The first lady has spoken candidly about her 45-year marriage to Joe Biden in an intimate new interview — but appears oblivious to the obscene meaning of one activity she says she partakes in with the president, 79.
Jill, 70, told Harper’s Bazaar Monday that she and her hubby hash out their “occasional” fights via text message, describing the act as “fexting.”
But while the Bidens might think the slang term is a cute amalgamation of the words “fighting” and “texting,” Urban Dictionary defines the word as a crude colloquialism that actually means “f–king while texting.”
The website asserts that “fexting” can also be used in a variety of other contexts — but never as a slang term for fighting via text.
According to the site, the word can also mean “fake text messaging,” as well as “sending Facebook messages of an extreme sexual nature.”
The first lady may soon bring her own G-rated definition of the word into the public lexicon, saying she and Joe have been “fexting” for more than a decade.
The Post has reached out to the first lady’s rep for comment.

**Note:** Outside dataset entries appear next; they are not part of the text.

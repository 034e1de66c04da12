use ac_core::charset::DensityProfile;
use ac_core::config::RenderConfig;
use ac_core::error::CoreError;
use ac_core::frame::{CharacterGrid, FrameBuffer};

use crate::quantize::map_grid;
use crate::sampler::FrameSampler;

/// Compositor enchaîne échantillonnage → quantification pour un tick.
///
/// Le profil est relu depuis la config à chaque appel : un changement de
/// `profile_index` ou de `width` s'applique au tick suivant, jamais aux
/// grilles déjà produites.
///
/// # Example
/// ```
/// use ac_ascii::compositor::Compositor;
/// use ac_core::config::RenderConfig;
/// use ac_core::frame::FrameBuffer;
///
/// let mut compositor = Compositor::new();
/// let frame = FrameBuffer::filled(320, 240, (0, 0, 0));
/// let grid = compositor.process(&frame, &RenderConfig::default()).unwrap();
/// assert_eq!((grid.width(), grid.height()), (160, 120));
/// ```
pub struct Compositor {
    sampler: FrameSampler,
    profile: DensityProfile,
    current_index: usize,
}

impl Compositor {
    #[must_use]
    pub fn new() -> Self {
        Self {
            sampler: FrameSampler::new(),
            profile: DensityProfile::builtin(0),
            current_index: 0,
        }
    }

    /// Update the cached profile if the index has changed.
    pub fn update_if_needed(&mut self, profile_index: usize) {
        if self.current_index != profile_index {
            self.profile = DensityProfile::builtin(profile_index);
            self.current_index = profile_index;
            log::debug!("compositor: profil actif = {}", self.profile.name());
        }
    }

    /// Profil utilisé par le dernier `process`.
    #[must_use]
    pub fn profile(&self) -> &DensityProfile {
        &self.profile
    }

    /// Convert one frame into a fresh character grid.
    ///
    /// # Errors
    /// Propagates sampling failures (`RenderSurfaceUnavailable`, `InvalidDimensions`).
    pub fn process(
        &mut self,
        frame: &FrameBuffer,
        config: &RenderConfig,
    ) -> Result<CharacterGrid, CoreError> {
        self.update_if_needed(config.profile_index);
        let luminance = self.sampler.sample(frame, config.width)?;
        Ok(map_grid(&luminance, &self.profile))
    }
}

impl Default for Compositor {
    fn default() -> Self {
        Self::new()
    }
}

#[cfg(test)]
mod tests {
    use super::*;

    #[test]
    fn white_frame_maps_to_brightest_glyph_of_each_profile() {
        let mut compositor = Compositor::new();
        let frame = FrameBuffer::filled(200, 100, (255, 255, 255));
        for (index, expected) in [(0usize, '@'), (1, '$'), (2, '█')] {
            let config = RenderConfig {
                width: 60,
                font_size: 12,
                profile_index: index,
            };
            let grid = compositor.process(&frame, &config).unwrap();
            assert_eq!(grid.height(), 30);
            assert!(grid.rows().all(|row| row.iter().all(|&c| c == expected)));
        }
    }

    #[test]
    fn boosted_mean_on_index_boundary_picks_upper_glyph() {
        // Contraste : 175, 175, 174 → 199 + 199 + 197 = 595, 595 * 9 / 765 = 7.
        let mut compositor = Compositor::new();
        let frame = FrameBuffer::filled(120, 60, (175, 175, 174));
        let config = RenderConfig {
            width: 60,
            ..RenderConfig::default()
        };
        let grid = compositor.process(&frame, &config).unwrap();
        assert!(grid.rows().all(|row| row.iter().all(|&c| c == '%')));
    }

    #[test]
    fn profile_change_does_not_touch_previous_grid() {
        let mut compositor = Compositor::new();
        let frame = FrameBuffer::filled(120, 60, (255, 255, 255));
        let mut config = RenderConfig {
            width: 60,
            ..RenderConfig::default()
        };
        let first = compositor.process(&frame, &config).unwrap();
        config.profile_index = 2;
        let second = compositor.process(&frame, &config).unwrap();
        assert!(first.rows().all(|row| row.iter().all(|&c| c == '@')));
        assert!(second.rows().all(|row| row.iter().all(|&c| c == '█')));
    }
}
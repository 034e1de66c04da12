use std::collections::VecDeque;
use std::time::{Duration, Instant};

/// Cadence réelle des grilles publiées, sur une fenêtre glissante.
///
/// Les ticks sautés (frame pas prête) ne comptent pas comme images rendues
/// mais sont comptabilisés à part (ligne `Skip` du panneau latéral).
///
/// # Example
/// ```
/// use ac_render::fps::FpsCounter;
/// let mut counter = FpsCounter::new(30);
/// counter.record_frame();
/// counter.record_skip();
/// assert_eq!(counter.skipped(), 1);
/// assert!(counter.fps() >= 0.0);
/// ```
pub struct FpsCounter {
    /// Instants des dernières grilles publiées.
    stamps: VecDeque<Instant>,
    window: usize,
    fps: f64,
    last_interval: Duration,
    skipped: u64,
}

impl FpsCounter {
    /// `window` = nombre de grilles moyennées (au moins 2).
    #[must_use]
    pub fn new(window: usize) -> Self {
        let window = window.max(2);
        Self {
            stamps: VecDeque::with_capacity(window + 1),
            window,
            fps: 0.0,
            last_interval: Duration::ZERO,
            skipped: 0,
        }
    }

    /// Appeler après chaque grille publiée.
    pub fn record_frame(&mut self) {
        self.record_frame_at(Instant::now());
    }

    fn record_frame_at(&mut self, now: Instant) {
        if let Some(&last) = self.stamps.back() {
            self.last_interval = now.saturating_duration_since(last);
        }
        self.stamps.push_back(now);
        if self.stamps.len() > self.window {
            self.stamps.pop_front();
        }
        if let Some(&first) = self.stamps.front() {
            let secs = now.saturating_duration_since(first).as_secs_f64();
            if self.stamps.len() >= 2 && secs > 0.0 {
                self.fps = (self.stamps.len() - 1) as f64 / secs;
            }
        }
    }

    /// Tick sans nouvelle frame caméra.
    pub fn record_skip(&mut self) {
        self.skipped += 1;
    }

    /// Oublie l'historique (caméra relancée).
    pub fn reset(&mut self) {
        self.stamps.clear();
        self.fps = 0.0;
        self.last_interval = Duration::ZERO;
        self.skipped = 0;
    }

    #[must_use]
    pub fn fps(&self) -> f64 {
        self.fps
    }

    /// Intervalle entre les deux dernières grilles, en millisecondes.
    #[must_use]
    pub fn frame_time_ms(&self) -> f64 {
        self.last_interval.as_secs_f64() * 1000.0
    }

    #[must_use]
    pub fn skipped(&self) -> u64 {
        self.skipped
    }
}

#[cfg(test)]
mod tests {
    use super::*;

    #[test]
    fn steady_cadence_is_measured() {
        let mut counter = FpsCounter::new(5);
        let start = Instant::now();
        for i in 0..10u64 {
            counter.record_frame_at(start + Duration::from_millis(i * 20));
        }
        assert!((counter.fps() - 50.0).abs() < 0.5);
        assert!((counter.frame_time_ms() - 20.0).abs() < 0.01);
    }

    #[test]
    fn single_frame_has_no_rate() {
        let mut counter = FpsCounter::new(5);
        counter.record_frame();
        assert!(counter.fps().abs() < f64::EPSILON);
    }

    #[test]
    fn reset_clears_everything() {
        let mut counter = FpsCounter::new(5);
        let start = Instant::now();
        counter.record_frame_at(start);
        counter.record_frame_at(start + Duration::from_millis(10));
        counter.record_skip();
        counter.reset();
        assert!(counter.fps().abs() < f64::EPSILON);
        assert_eq!(counter.skipped(), 0);
    }
}
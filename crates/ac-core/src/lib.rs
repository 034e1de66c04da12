/// Configuration, types, and shared structures for asciicam.
///
/// This crate contains all shared types, traits, and configuration logic
/// used across the asciicam workspace.

pub mod capture;
pub mod charset;
pub mod config;
pub mod error;
pub mod frame;
pub mod traits;

pub use capture::{CaptureController, CaptureState};
pub use charset::DensityProfile;
pub use config::{RenderConfig, Settings};
pub use error::{CameraFailure, CoreError};
pub use frame::{CharacterGrid, FrameBuffer, LuminanceGrid};
pub use traits::{StreamInfo, VideoSource};
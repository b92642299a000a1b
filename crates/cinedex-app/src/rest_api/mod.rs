use axum::{
    extract::{FromRequestParts, Path},
    RequestPartsExt as _,
};
use http::{request::Parts, HeaderName, Method};
use tracing::debug;

use crate::error::{ApiError, ApiResult};

pub mod health;
pub mod movie;

pub const EXPECTED_VERSION_HEADER: HeaderName = HeaderName::from_static("x-expected-version");

/// Positive record id from the `{id}` path segment.
///
/// Anything else (not a number, zero, negative) is rejected as not found,
/// so it cannot be told apart from a missing record.
#[derive(Debug, Clone, Copy, PartialEq, Eq)]
pub struct ResourceId(pub i64);

impl<S: Send + Sync> FromRequestParts<S> for ResourceId {
    type Rejection = ApiError;

    async fn from_request_parts(parts: &mut Parts, _state: &S) -> Result<Self, Self::Rejection> {
        let Path(raw) = parts
            .extract::<Path<String>>()
            .await
            .map_err(|_| ApiError::NotFound)?;
        parse_id(&raw).map(ResourceId)
    }
}

fn parse_id(raw: &str) -> ApiResult<i64> {
    match raw.parse::<i64>() {
        Ok(id) if id >= 1 => Ok(id),
        _ => {
            debug!("Invalid resource id {raw:?}");
            Err(ApiError::NotFound)
        }
    }
}

/// Version the client expects the record to have, from `X-Expected-Version` header.
#[derive(Debug, Clone, Copy, PartialEq, Eq)]
pub struct ExpectedVersion(pub Option<i64>);

impl<S: Send + Sync> FromRequestParts<S> for ExpectedVersion {
    type Rejection = ApiError;

    async fn from_request_parts(parts: &mut Parts, _state: &S) -> Result<Self, Self::Rejection> {
        let Some(value) = parts.headers.get(&EXPECTED_VERSION_HEADER) else {
            return Ok(ExpectedVersion(None));
        };
        value
            .to_str()
            .ok()
            .and_then(|v| v.trim().parse::<i64>().ok())
            .map(|v| ExpectedVersion(Some(v)))
            .ok_or_else(|| {
                ApiError::InvalidRequest(format!(
                    "invalid {EXPECTED_VERSION_HEADER} header value"
                ))
            })
    }
}

pub async fn not_found() -> ApiError {
    ApiError::NotFound
}

pub async fn method_not_allowed(method: Method) -> ApiError {
    ApiError::MethodNotAllowed(method)
}
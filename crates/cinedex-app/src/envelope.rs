use axum::{
    response::{IntoResponse, Response},
    Json,
};
use serde::{ser::SerializeMap as _, Serialize, Serializer};

/// Single key JSON object wrapping response payload, e.g. `{"movie": {...}}`
#[derive(Debug, Clone)]
pub struct Envelope<T> {
    key: &'static str,
    payload: T,
}

impl<T> Envelope<T> {
    pub fn new(key: &'static str, payload: T) -> Self {
        Envelope { key, payload }
    }

    pub fn into_inner(self) -> T {
        self.payload
    }
}

impl<T: Serialize> Serialize for Envelope<T> {
    fn serialize<S>(&self, serializer: S) -> Result<S::Ok, S::Error>
    where
        S: Serializer,
    {
        let mut map = serializer.serialize_map(Some(1))?;
        map.serialize_entry(self.key, &self.payload)?;
        map.end()
    }
}

impl<T: Serialize> IntoResponse for Envelope<T> {
    fn into_response(self) -> Response {
        Json(self).into_response()
    }
}
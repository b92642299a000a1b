pub mod error;
pub mod movie;

use std::{str::FromStr as _, time::Duration};

pub use error::Error;
pub use sqlx::Error as SqlxError;
use sqlx::{
    migrate::Migrator,
    sqlite::{SqliteConnectOptions, SqlitePoolOptions},
};
use tracing::debug;

use crate::error::Result;

pub type ChosenDB = sqlx::Sqlite;
pub type ChosenRow = sqlx::sqlite::SqliteRow;
pub type Pool = sqlx::Pool<ChosenDB>;

pub static MIGRATOR: Migrator = sqlx::migrate!("../../migrations");

#[derive(Debug, Clone)]
pub struct PoolConfig {
    pub max_connections: u32,
    pub min_connections: u32,
    pub idle_timeout: Option<Duration>,
}

impl Default for PoolConfig {
    fn default() -> Self {
        Self {
            max_connections: 25,
            min_connections: 0,
            idle_timeout: Some(Duration::from_secs(15 * 60)),
        }
    }
}

pub async fn new_pool(database_url: &str) -> Result<Pool, Error> {
    new_pool_with_config(database_url, &PoolConfig::default()).await
}

pub async fn new_pool_with_config(database_url: &str, config: &PoolConfig) -> Result<Pool, Error> {
    let options = SqliteConnectOptions::from_str(database_url)?
        .create_if_missing(true)
        .foreign_keys(true);
    let pool = SqlitePoolOptions::new()
        .max_connections(config.max_connections)
        .min_connections(config.min_connections)
        .idle_timeout(config.idle_timeout)
        .connect_with(options)
        .await?;
    debug!("Connected to database {database_url}");
    Ok(pool)
}

/// Applies embedded schema migrations, safe to call on every start.
pub async fn migrate(pool: &Pool) -> Result<()> {
    MIGRATOR.run(pool).await?;
    Ok(())
}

Jill told Harper’s that she started the practice back when she was second lady, saying she would squabble with her spouse via message, rather than argue with the then-vice president out loud in front of the Secret Service.

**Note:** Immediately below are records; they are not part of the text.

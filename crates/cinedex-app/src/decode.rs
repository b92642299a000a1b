//! Strict decoding of JSON request bodies.
//!
//! Body is read up to a size limit, must hold exactly one JSON value and
//! must not contain keys unknown to the target type (target types opt in with
//! `#[serde(deny_unknown_fields)]`). Failures are reported as [`DecodeError`]
//! with messages meant for API clients.

use axum::{
    body::Body,
    extract::{FromRequest, Request},
};
use futures::StreamExt as _;
use serde::de::DeserializeOwned;
use serde_json::error::Category;
use tracing::debug;

use crate::{error::ApiError, state::AppState};

pub const DEFAULT_MAX_BODY_SIZE: usize = 1_048_576;

#[derive(Debug, Clone, PartialEq, Eq, thiserror::Error)]
pub enum DecodeError {
    #[error("body contains badly-formed JSON (at character {offset})")]
    MalformedSyntax { offset: usize },

    #[error("body contains badly-formed JSON")]
    UnexpectedTermination,

    #[error("{}", type_mismatch_message(.field.as_deref(), *.offset))]
    TypeMismatch {
        field: Option<String>,
        offset: usize,
    },

    #[error("body must not be empty")]
    EmptyBody,

    #[error("body contains unknown key \"{0}\"")]
    UnknownField(String),

    #[error("body must not be larger than {limit} bytes")]
    TooLarge { limit: usize },

    #[error("body must contain a single JSON value")]
    MultipleValues,

    /// Decoder was used in a way that cannot succeed for any input
    #[error("JSON decoder misuse: {0}")]
    Internal(String),

    #[error("{0}")]
    Other(String),
}

fn type_mismatch_message(field: Option<&str>, offset: usize) -> String {
    match field {
        Some(field) => format!("body contains incorrect JSON type for field \"{field}\""),
        None => format!("body contains incorrect JSON type (at character {offset})"),
    }
}

/// Decodes exactly one JSON object of type `T` from `body`.
pub fn decode_json<T: DeserializeOwned>(body: &[u8]) -> Result<T, DecodeError> {
    let Some(start) = body
        .iter()
        .position(|b| !matches!(b, b' ' | b'\t' | b'\n' | b'\r'))
    else {
        return Err(DecodeError::EmptyBody);
    };

    // derived struct impls also accept arrays, filling fields by position
    if body[start] == b'[' {
        debug!("JSON body root is an array");
        return Err(DecodeError::TypeMismatch {
            field: None,
            offset: start + 1,
        });
    }

    let mut deserializer = serde_json::Deserializer::from_slice(body);
    let value = serde_path_to_error::deserialize(&mut deserializer)
        .map_err(|e| classify_error(body, e))?;

    // anything but trailing whitespace means a second value or garbage
    deserializer
        .end()
        .map_err(|_| DecodeError::MultipleValues)?;

    Ok(value)
}

fn classify_error(body: &[u8], error: serde_path_to_error::Error<serde_json::Error>) -> DecodeError {
    let path = error.path().to_string();
    let inner = error.into_inner();
    let offset = byte_offset(body, inner.line(), inner.column());
    let message = bare_message(&inner);
    debug!("JSON decoding failed at {path} (offset {offset}): {message}");

    match inner.classify() {
        Category::Syntax => DecodeError::MalformedSyntax { offset },
        Category::Eof => DecodeError::UnexpectedTermination,
        Category::Io => DecodeError::Internal(message),
        Category::Data => {
            if let Some(key) = unknown_field(&message) {
                DecodeError::UnknownField(key.to_string())
            } else if message.starts_with("invalid type") || message.starts_with("invalid value")
            {
                let field = if path == "." { None } else { Some(path) };
                DecodeError::TypeMismatch { field, offset }
            } else {
                DecodeError::Other(message)
            }
        }
    }
}

/// Error message without position suffix, which serde_json appends.
fn bare_message(error: &serde_json::Error) -> String {
    let message = error.to_string();
    let suffix = format!(" at line {} column {}", error.line(), error.column());
    match message.strip_suffix(&suffix) {
        Some(bare) => bare.to_string(),
        None => message,
    }
}

/// Key from serde's "unknown field `key`, expected ..." message, the key
/// itself may contain backticks.
fn unknown_field(message: &str) -> Option<&str> {
    let rest = message.strip_prefix("unknown field `")?;
    let end = rest
        .rfind("`, expected")
        .or_else(|| rest.rfind("`, there are no fields"))
        .or_else(|| rest.rfind('`'))?;
    Some(&rest[..end])
}

/// Converts line/column position (both 1 based) into offset from the start of body.
fn byte_offset(body: &[u8], line: usize, column: usize) -> usize {
    let line_start = if line <= 1 {
        0
    } else {
        body.iter()
            .enumerate()
            .filter(|(_, b)| **b == b'\n')
            .nth(line - 2)
            .map(|(i, _)| i + 1)
            .unwrap_or(body.len())
    };
    (line_start + column).min(body.len())
}

/// Reads whole body, failing as soon as it grows over `limit` bytes.
pub async fn read_body(body: Body, limit: usize) -> Result<Vec<u8>, DecodeError> {
    let mut stream = body.into_data_stream();
    let mut data = Vec::new();
    while let Some(chunk) = stream.next().await {
        let chunk = chunk.map_err(|e| DecodeError::Other(format!("failed to read body: {e}")))?;
        if data.len() + chunk.len() > limit {
            debug!("Request body is over limit {limit}");
            return Err(DecodeError::TooLarge { limit });
        }
        data.extend_from_slice(&chunk);
    }
    Ok(data)
}

/// JSON body extractor using [`decode_json`], body size is limited by
/// [`AppConfig::max_body_size`](crate::state::AppConfig).
#[derive(Debug, Clone)]
pub struct StrictJson<T>(pub T);

impl<T> FromRequest<AppState> for StrictJson<T>
where
    T: DeserializeOwned + Send,
{
    type Rejection = ApiError;

    async fn from_request(req: Request, state: &AppState) -> Result<Self, Self::Rejection> {
        let limit = state.config().max_body_size;
        let body = read_body(req.into_body(), limit).await?;
        let value = decode_json(&body)?;
        Ok(StrictJson(value))
    }
}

The pair continue to “fext” until this day, with the FLOTUS revealing she recently messaged something extremely hurtful to her husband during a spat.
The president was forced to remind the FLOTUS that their texts and emails are kept as part of a historical record of each presidency.
“Joe said, ‘You realize that’s going to go down in history. There will be a record of that.’ I won’t tell you what I called him that time,” she confessed to the magazine.
Despite their text tiffs, Jill said she is usually supportive of her husband, to whom she has been married since 1977.
“I try to be a support for Joe because I don’t know how many people are saying to him, ‘That was great. That was brilliant.’ I try to be that person for him,” she affectionately declared.
“Some days, I see Joe and I’m just like, ‘I don’t know how you’re doing it.’ It’s the pandemic and then it’s the war and then it’s the economy and then it’s the gas prices. You feel like you’re being slammed,” she added.
The Harper’s interview with the first lady was released on the same day that a new Rasmussen Reports survey found that only 43% of likely voters approve of the president’s job performance while 55% disapprove. A recent Emerson poll put his approval rating as low as 38%.
“He’s now lower than Trump, and he’s really twisted about it,” one person close to the White House told NBC News.
Jill is fiercely defensive of her embattled husband, famously saying speculation about his mental fitness was “ridiculous.”
Meanwhile, in January, she said she took on a “healing role” amid Joe’s first year in office, as the nation was battered by the coronavirus pandemic, natural disasters and deep political divisions.
“I didn’t kind of expect, which was like a healing role, because we’ve faced so much as a nation,” she told the Associated Press.
“I would want to know that my president and first lady cared about me,” she said. “I think that’s an important part of what I do. I mean, just helping people through the tough times.”